• **What you should do**:
Look for "clap" in each line of the records, and copy the lines that have it.
BEGIN
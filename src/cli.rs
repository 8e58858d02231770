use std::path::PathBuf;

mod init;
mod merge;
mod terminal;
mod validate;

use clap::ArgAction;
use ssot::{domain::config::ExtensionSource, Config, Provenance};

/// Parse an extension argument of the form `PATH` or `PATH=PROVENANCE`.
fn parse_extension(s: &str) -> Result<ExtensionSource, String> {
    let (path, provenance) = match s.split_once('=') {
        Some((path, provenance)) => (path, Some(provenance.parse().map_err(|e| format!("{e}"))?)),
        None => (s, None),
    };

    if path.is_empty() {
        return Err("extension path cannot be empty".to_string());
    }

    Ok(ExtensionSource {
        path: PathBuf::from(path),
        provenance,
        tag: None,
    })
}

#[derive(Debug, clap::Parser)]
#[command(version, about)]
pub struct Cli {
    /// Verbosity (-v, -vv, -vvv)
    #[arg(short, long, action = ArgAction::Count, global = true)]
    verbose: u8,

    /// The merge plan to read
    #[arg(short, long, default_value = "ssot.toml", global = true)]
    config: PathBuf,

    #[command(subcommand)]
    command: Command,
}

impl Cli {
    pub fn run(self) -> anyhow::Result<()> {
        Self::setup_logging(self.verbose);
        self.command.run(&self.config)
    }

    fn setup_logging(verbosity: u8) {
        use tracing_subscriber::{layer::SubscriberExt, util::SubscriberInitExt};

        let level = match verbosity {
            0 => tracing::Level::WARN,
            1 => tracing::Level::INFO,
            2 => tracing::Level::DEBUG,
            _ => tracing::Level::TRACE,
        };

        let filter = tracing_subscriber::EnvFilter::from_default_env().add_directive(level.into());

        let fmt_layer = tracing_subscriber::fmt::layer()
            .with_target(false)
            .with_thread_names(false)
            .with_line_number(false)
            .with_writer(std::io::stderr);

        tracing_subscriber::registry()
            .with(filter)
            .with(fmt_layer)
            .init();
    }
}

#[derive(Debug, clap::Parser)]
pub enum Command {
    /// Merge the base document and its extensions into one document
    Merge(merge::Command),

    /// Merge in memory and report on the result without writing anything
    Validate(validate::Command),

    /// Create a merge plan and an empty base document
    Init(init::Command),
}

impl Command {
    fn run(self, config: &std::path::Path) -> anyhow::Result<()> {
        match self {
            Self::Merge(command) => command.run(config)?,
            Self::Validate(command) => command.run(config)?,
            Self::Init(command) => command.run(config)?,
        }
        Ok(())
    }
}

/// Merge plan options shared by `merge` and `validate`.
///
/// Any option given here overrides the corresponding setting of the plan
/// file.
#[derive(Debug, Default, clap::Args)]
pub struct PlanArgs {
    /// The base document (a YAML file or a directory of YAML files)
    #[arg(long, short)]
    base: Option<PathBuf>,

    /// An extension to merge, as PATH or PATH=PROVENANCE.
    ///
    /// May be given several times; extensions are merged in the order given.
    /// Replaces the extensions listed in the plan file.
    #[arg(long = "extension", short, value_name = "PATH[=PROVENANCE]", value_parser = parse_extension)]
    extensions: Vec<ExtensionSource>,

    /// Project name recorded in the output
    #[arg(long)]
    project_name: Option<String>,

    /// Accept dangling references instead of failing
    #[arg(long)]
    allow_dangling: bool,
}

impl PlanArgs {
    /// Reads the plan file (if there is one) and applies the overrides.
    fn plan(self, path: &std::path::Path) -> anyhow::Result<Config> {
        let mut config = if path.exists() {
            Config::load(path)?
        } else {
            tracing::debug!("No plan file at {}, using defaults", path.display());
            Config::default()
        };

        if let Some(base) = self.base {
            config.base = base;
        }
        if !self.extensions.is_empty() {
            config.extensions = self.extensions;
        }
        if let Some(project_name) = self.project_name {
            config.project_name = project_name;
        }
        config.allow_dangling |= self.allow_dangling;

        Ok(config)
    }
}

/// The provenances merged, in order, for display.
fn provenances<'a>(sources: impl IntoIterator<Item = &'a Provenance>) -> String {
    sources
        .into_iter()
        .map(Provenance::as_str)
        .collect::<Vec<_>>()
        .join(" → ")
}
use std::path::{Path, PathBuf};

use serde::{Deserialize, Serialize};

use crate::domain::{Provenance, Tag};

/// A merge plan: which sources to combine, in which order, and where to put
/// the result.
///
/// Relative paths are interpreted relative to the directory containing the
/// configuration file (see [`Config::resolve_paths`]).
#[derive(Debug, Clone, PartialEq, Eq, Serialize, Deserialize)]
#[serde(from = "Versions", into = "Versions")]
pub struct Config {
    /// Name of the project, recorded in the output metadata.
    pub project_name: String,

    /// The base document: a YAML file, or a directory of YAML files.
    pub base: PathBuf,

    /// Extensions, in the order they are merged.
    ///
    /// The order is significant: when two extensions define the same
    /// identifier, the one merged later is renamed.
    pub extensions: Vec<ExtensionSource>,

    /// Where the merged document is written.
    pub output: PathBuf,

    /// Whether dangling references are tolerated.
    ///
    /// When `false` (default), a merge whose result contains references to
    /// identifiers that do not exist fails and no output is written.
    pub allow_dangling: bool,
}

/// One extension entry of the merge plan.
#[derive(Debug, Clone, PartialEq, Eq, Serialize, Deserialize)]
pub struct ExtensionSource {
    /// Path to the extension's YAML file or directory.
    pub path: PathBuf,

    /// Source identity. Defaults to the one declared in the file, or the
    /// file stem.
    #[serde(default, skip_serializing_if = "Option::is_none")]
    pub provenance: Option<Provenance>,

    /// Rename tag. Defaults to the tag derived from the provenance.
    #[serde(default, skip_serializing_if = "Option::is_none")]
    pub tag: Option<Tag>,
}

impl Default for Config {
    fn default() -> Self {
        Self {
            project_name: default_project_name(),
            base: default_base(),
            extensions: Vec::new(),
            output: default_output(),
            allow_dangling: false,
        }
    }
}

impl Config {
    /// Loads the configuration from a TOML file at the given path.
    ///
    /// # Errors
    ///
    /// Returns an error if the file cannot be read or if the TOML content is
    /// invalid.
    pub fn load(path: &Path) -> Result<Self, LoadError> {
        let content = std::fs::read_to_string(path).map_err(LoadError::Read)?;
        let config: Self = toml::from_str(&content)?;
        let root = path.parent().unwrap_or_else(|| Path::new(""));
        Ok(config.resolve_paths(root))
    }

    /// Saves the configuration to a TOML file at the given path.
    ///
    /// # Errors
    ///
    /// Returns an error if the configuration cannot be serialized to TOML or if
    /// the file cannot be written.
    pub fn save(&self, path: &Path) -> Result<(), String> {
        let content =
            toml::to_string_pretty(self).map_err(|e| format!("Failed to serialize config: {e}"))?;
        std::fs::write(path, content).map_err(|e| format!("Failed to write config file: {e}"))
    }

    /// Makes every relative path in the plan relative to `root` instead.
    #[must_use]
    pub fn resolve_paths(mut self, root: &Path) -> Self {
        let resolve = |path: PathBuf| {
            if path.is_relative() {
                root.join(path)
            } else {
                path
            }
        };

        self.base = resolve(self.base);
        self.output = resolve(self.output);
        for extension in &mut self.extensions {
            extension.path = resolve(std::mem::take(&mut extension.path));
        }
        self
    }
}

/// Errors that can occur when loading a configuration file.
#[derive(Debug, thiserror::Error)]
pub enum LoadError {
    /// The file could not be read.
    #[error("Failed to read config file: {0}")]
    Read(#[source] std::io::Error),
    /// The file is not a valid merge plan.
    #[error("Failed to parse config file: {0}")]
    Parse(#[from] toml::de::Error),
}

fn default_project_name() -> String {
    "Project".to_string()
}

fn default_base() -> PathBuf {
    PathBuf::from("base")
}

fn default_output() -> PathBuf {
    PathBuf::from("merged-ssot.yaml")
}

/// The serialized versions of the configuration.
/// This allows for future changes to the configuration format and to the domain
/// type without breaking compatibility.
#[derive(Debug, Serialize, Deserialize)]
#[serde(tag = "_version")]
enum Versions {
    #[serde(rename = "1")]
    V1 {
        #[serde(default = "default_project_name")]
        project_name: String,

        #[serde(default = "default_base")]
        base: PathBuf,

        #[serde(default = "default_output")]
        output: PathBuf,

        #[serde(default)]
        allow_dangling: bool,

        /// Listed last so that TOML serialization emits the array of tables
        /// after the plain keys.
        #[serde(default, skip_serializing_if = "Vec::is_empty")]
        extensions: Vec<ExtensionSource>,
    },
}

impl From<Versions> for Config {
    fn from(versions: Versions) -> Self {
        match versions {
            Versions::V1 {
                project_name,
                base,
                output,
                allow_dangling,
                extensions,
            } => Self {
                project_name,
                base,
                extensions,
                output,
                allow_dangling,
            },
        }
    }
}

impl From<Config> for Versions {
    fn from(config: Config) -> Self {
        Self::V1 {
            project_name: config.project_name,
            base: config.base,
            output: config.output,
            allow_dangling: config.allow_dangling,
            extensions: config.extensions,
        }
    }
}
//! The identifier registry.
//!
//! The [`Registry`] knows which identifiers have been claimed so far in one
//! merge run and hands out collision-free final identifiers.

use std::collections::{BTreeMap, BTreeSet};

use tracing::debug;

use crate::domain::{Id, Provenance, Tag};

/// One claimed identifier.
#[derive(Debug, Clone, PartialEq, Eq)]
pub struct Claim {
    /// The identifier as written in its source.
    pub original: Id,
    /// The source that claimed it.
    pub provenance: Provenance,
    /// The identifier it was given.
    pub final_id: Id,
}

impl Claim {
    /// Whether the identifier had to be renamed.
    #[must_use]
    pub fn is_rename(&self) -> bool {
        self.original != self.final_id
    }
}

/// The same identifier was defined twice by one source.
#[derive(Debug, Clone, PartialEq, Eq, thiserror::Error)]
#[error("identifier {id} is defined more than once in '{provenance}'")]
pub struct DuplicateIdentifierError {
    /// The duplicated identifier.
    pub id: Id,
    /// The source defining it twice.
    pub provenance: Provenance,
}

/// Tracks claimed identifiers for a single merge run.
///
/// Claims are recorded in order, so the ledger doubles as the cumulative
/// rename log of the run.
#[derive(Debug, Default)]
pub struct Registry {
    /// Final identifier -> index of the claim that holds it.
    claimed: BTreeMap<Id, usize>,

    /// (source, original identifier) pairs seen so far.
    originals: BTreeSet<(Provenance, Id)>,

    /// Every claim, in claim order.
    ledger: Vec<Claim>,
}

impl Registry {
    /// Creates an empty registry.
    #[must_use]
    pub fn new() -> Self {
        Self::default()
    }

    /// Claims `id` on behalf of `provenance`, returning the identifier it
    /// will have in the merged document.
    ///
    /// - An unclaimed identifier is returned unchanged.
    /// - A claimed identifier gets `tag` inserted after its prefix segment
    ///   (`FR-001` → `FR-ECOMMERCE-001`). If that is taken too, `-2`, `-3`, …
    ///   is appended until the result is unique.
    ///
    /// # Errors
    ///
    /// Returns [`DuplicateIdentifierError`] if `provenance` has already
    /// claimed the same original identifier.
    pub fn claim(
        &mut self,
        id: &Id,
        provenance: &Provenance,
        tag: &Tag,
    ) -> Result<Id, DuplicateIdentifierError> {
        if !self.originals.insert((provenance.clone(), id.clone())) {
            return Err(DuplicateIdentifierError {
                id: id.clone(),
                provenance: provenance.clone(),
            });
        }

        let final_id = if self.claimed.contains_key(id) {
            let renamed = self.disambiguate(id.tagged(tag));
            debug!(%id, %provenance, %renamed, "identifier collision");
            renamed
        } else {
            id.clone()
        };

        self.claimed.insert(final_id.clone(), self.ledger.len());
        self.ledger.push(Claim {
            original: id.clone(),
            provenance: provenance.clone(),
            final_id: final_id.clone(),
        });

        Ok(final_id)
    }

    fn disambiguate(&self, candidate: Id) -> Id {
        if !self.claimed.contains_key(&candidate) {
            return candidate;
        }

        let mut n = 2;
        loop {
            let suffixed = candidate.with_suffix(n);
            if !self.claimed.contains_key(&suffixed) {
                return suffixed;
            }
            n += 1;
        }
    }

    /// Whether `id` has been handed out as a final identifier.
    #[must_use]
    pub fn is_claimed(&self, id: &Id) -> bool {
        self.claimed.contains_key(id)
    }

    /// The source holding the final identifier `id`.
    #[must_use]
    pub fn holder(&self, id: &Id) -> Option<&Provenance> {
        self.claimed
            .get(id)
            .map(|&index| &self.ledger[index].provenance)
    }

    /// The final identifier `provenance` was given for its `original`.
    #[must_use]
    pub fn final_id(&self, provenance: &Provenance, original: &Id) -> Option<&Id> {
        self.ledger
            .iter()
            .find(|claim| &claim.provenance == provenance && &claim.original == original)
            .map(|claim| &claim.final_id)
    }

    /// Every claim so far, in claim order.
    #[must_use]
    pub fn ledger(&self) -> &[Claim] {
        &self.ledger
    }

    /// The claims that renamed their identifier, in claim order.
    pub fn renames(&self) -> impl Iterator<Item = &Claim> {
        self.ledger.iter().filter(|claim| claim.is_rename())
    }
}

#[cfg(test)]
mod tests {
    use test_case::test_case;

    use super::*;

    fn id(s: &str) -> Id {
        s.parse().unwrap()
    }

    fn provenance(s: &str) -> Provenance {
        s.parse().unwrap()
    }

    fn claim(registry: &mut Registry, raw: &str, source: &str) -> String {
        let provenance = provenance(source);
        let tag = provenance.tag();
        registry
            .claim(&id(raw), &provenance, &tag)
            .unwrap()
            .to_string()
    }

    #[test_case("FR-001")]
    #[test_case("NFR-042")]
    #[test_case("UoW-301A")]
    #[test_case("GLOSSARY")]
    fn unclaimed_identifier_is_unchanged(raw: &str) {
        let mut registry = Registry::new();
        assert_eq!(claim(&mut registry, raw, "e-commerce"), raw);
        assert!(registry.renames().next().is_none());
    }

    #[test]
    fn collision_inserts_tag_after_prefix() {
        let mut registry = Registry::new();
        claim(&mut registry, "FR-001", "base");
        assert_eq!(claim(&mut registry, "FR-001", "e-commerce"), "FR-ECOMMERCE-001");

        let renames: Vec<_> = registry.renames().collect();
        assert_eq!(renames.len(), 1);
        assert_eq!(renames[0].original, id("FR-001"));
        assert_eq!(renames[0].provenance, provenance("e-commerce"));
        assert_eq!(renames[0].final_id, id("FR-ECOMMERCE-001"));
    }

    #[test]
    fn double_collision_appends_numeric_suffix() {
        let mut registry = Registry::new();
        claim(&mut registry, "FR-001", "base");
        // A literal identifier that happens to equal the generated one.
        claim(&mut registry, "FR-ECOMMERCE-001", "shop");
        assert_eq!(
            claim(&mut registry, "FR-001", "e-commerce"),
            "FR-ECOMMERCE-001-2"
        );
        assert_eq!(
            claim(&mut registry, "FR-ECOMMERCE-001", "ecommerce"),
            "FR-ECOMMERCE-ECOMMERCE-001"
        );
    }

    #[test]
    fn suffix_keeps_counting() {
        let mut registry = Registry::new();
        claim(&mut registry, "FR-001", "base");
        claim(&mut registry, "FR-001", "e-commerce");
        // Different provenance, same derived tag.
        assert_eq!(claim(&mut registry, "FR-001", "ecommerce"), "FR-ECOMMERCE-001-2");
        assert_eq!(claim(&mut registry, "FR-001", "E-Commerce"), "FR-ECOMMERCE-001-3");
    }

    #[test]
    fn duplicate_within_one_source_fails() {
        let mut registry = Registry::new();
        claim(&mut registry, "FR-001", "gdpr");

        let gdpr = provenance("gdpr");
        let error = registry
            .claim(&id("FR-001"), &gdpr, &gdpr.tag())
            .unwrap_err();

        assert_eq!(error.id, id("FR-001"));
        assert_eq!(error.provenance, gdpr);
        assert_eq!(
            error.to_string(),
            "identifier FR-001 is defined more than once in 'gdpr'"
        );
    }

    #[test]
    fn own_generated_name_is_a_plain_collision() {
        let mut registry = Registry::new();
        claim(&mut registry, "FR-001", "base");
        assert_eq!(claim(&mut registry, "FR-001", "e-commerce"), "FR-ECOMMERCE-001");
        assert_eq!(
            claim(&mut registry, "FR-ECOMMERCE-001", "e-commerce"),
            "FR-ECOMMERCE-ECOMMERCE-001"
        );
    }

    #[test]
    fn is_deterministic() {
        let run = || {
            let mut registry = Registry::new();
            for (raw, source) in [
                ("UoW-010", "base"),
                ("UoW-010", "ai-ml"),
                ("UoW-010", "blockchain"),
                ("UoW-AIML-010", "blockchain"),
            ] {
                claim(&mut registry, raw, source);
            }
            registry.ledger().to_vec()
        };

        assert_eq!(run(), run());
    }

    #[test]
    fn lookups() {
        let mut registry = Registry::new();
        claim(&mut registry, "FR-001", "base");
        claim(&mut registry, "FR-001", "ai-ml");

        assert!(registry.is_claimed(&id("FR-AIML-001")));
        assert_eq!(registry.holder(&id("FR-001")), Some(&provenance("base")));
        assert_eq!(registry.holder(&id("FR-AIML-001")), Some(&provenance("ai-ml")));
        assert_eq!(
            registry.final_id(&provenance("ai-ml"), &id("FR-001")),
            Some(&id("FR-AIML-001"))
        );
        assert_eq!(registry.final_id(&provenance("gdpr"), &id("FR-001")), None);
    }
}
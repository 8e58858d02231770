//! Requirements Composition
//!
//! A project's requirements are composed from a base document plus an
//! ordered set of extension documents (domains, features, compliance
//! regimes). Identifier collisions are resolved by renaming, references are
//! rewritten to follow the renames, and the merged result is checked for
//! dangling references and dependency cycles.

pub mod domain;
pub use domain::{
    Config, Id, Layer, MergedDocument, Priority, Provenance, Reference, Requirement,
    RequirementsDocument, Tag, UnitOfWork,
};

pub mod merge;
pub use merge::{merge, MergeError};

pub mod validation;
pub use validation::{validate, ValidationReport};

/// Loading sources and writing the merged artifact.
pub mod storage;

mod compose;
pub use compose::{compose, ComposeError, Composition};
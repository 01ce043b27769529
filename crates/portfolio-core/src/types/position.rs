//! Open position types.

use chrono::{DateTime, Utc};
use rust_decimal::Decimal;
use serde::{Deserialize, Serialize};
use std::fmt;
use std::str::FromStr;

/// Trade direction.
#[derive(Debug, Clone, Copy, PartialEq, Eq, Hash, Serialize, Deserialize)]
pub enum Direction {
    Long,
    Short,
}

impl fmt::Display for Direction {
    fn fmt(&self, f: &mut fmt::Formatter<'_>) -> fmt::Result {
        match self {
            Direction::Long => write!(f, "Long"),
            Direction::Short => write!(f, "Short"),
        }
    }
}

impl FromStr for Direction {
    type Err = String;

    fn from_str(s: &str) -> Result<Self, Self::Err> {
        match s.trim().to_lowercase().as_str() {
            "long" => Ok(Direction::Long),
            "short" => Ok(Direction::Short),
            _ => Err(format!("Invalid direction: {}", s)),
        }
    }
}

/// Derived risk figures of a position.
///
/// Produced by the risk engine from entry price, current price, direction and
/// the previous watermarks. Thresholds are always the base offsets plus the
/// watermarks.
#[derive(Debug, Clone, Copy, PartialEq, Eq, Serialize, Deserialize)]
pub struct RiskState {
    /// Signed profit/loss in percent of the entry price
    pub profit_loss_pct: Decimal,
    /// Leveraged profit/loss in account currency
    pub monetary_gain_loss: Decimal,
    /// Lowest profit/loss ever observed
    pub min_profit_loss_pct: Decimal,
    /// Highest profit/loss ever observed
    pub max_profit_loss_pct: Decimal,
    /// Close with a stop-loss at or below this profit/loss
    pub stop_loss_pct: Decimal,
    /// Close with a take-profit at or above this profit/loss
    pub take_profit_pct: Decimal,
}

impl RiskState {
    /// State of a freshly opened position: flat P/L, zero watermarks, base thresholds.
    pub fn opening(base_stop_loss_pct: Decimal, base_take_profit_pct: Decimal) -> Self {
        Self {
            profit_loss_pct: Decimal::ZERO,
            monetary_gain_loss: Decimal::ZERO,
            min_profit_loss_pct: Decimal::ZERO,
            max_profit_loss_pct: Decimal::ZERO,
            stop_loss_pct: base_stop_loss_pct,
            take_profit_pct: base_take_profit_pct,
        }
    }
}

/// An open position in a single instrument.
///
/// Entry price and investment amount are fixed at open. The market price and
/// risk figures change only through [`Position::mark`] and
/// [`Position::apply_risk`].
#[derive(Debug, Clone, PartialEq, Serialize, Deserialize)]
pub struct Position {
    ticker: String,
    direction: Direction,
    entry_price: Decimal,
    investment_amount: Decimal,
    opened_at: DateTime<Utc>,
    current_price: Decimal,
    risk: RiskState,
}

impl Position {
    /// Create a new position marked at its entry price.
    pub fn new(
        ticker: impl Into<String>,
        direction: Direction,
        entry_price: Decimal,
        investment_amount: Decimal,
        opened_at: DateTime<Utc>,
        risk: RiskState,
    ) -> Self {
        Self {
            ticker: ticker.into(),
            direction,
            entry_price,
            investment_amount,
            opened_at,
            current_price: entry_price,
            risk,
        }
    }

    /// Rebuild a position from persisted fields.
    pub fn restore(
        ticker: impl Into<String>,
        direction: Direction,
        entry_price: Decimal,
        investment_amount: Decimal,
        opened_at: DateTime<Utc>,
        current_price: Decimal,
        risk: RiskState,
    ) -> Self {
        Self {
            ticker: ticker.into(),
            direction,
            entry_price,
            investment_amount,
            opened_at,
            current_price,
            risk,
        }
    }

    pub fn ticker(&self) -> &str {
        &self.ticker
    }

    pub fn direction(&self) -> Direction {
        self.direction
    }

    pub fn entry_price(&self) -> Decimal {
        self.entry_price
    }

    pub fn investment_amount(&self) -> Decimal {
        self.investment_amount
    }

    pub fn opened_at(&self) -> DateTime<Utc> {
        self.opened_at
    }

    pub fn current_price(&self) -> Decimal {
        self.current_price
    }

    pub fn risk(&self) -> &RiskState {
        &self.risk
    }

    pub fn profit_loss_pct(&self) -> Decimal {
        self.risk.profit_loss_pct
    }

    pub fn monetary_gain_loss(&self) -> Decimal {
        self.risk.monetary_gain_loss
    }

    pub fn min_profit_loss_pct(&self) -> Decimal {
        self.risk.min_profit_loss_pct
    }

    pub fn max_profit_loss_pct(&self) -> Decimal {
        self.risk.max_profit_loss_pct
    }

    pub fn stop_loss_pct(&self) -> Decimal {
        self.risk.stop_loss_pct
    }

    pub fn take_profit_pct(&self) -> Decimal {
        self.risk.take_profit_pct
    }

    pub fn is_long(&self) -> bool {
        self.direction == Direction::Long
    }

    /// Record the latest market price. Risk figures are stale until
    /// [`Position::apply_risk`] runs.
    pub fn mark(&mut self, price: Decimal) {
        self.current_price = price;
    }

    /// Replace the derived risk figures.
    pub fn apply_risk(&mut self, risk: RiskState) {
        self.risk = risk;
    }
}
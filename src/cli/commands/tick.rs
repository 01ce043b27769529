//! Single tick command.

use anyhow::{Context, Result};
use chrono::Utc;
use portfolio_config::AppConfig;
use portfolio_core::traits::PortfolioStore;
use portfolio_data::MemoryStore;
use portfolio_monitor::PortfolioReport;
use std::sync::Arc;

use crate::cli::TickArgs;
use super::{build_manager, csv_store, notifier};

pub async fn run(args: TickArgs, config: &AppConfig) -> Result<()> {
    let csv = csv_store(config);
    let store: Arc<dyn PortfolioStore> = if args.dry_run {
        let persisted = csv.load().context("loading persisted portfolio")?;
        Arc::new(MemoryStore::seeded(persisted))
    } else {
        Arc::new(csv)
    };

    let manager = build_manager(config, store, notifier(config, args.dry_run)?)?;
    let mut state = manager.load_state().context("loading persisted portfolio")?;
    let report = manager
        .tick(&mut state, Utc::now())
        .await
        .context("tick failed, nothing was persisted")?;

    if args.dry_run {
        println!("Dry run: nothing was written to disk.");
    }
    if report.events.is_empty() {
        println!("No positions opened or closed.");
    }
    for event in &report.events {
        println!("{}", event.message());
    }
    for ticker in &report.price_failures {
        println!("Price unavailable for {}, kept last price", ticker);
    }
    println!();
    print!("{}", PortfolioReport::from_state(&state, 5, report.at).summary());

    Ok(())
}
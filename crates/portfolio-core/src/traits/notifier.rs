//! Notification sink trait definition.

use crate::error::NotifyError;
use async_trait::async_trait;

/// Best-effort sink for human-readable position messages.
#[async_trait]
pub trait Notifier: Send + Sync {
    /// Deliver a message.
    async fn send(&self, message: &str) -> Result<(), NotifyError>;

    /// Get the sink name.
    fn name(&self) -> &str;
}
END
• **Reply**:
use clap::ArgAction;
#[derive(Debug, clap::Parser)]
#[derive(Debug, clap::Parser)]
#[derive(Debug, Default, clap::Args)]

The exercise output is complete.